» **Directions for this task**: Taking the listing below, restate word for word each line from the line with "use axum::http::HeaderValue;" to the line with "routes and middleware.", ends included, and stop there.

» **Dataset entries**:
++++++

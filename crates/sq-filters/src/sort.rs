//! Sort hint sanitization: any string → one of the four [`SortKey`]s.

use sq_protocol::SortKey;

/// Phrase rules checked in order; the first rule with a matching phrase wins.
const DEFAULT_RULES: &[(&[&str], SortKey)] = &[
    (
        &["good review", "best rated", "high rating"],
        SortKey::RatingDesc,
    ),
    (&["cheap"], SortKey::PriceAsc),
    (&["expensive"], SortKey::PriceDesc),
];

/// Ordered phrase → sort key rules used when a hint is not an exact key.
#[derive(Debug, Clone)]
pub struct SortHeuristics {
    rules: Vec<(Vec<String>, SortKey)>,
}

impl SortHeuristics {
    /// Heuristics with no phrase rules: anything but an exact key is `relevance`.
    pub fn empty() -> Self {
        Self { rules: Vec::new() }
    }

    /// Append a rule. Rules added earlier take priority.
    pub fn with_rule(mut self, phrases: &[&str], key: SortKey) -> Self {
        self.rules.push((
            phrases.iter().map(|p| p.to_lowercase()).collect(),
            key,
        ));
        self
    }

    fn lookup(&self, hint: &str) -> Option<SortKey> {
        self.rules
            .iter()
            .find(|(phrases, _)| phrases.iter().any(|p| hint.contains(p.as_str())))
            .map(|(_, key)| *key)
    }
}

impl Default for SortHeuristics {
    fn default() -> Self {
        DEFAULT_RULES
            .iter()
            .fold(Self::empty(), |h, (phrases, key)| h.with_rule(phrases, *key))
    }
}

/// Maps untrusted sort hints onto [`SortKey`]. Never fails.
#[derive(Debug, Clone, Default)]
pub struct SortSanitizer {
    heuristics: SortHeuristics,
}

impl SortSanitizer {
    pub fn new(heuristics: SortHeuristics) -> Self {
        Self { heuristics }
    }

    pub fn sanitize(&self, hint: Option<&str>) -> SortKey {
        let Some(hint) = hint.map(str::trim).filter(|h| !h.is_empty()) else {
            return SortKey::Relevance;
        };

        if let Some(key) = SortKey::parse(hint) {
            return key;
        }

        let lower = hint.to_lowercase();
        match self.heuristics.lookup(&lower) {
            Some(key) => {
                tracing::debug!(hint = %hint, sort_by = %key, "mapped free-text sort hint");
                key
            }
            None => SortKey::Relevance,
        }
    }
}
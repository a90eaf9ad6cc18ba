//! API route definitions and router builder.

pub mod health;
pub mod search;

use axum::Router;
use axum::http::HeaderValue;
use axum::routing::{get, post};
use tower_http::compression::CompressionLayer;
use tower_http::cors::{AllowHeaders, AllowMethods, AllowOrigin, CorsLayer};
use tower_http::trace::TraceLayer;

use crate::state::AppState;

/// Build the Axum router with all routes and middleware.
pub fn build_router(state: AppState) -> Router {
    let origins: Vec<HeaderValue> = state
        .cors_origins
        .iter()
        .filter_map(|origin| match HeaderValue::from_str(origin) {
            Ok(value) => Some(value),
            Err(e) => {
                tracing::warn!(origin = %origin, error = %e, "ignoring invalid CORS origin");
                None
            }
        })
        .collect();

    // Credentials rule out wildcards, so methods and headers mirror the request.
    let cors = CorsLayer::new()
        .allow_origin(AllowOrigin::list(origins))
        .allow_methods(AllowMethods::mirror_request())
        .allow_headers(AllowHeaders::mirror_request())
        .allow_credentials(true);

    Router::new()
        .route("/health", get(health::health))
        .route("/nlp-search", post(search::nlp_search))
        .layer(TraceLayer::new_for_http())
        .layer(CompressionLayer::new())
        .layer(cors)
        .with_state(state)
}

++++++

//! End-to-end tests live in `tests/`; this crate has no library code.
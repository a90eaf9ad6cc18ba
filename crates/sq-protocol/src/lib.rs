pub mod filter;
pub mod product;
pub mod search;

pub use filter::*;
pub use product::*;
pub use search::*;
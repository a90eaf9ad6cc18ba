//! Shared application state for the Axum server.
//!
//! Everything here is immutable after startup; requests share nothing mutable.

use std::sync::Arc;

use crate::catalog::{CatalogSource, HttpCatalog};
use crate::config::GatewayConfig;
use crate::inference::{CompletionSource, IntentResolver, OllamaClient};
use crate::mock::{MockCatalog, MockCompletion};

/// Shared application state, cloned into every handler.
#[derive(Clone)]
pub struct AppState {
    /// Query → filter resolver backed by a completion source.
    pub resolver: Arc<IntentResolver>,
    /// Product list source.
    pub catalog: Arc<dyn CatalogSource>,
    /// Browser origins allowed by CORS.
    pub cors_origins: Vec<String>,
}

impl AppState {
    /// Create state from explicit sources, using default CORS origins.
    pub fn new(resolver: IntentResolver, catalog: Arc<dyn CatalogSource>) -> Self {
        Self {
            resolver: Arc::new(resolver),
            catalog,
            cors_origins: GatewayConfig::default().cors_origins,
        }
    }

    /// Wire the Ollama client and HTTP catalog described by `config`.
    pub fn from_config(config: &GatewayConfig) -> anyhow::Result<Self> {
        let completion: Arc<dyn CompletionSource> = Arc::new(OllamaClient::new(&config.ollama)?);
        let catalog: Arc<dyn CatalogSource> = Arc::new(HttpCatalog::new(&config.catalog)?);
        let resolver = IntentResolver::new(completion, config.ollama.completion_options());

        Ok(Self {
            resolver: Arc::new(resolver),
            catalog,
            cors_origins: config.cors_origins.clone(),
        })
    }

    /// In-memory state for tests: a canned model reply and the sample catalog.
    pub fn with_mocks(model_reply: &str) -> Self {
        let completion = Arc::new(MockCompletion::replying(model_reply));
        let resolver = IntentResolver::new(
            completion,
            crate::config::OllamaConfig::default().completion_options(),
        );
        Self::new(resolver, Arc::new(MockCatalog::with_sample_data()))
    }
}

++++++

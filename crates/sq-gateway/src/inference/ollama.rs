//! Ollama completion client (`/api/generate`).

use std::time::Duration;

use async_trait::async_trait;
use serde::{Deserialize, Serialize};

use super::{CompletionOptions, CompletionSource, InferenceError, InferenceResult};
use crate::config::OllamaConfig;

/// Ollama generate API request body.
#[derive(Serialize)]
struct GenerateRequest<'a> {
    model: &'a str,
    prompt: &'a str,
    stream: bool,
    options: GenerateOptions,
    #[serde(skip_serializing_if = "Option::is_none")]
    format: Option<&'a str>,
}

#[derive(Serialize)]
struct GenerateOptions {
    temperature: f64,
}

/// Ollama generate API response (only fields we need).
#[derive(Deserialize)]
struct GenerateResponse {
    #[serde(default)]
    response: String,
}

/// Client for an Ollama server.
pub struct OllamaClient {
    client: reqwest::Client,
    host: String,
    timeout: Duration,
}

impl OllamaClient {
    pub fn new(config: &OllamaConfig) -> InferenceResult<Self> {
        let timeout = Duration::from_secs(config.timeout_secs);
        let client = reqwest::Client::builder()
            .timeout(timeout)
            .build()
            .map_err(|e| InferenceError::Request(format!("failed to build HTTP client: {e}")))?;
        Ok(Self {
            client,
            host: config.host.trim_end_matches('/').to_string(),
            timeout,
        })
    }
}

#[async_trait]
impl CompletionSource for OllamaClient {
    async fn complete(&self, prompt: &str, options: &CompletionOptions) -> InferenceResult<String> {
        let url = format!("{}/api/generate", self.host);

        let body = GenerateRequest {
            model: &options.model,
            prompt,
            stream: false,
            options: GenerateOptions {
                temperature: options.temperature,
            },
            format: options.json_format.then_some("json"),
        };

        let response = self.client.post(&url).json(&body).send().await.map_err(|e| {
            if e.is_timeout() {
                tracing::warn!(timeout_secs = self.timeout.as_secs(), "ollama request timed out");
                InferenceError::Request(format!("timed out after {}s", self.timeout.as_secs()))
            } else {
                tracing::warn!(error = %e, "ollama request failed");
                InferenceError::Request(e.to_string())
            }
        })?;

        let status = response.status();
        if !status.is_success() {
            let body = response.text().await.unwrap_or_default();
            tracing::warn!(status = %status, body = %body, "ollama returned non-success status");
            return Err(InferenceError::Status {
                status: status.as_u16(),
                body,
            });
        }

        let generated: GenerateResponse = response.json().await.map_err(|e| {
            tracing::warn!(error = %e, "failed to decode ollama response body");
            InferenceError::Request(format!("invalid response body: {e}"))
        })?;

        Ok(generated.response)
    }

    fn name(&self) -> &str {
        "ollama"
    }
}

++++++

» **Solution below**:
use axum::http::HeaderValue;
use axum::routing::{get, post};
use tower_http::compression::CompressionLayer;
use tower_http::cors::{AllowHeaders, AllowMethods, AllowOrigin, CorsLayer};
use tower_http::trace::TraceLayer;

use crate::state::AppState;

/// Build the Axum router with all routes and middleware.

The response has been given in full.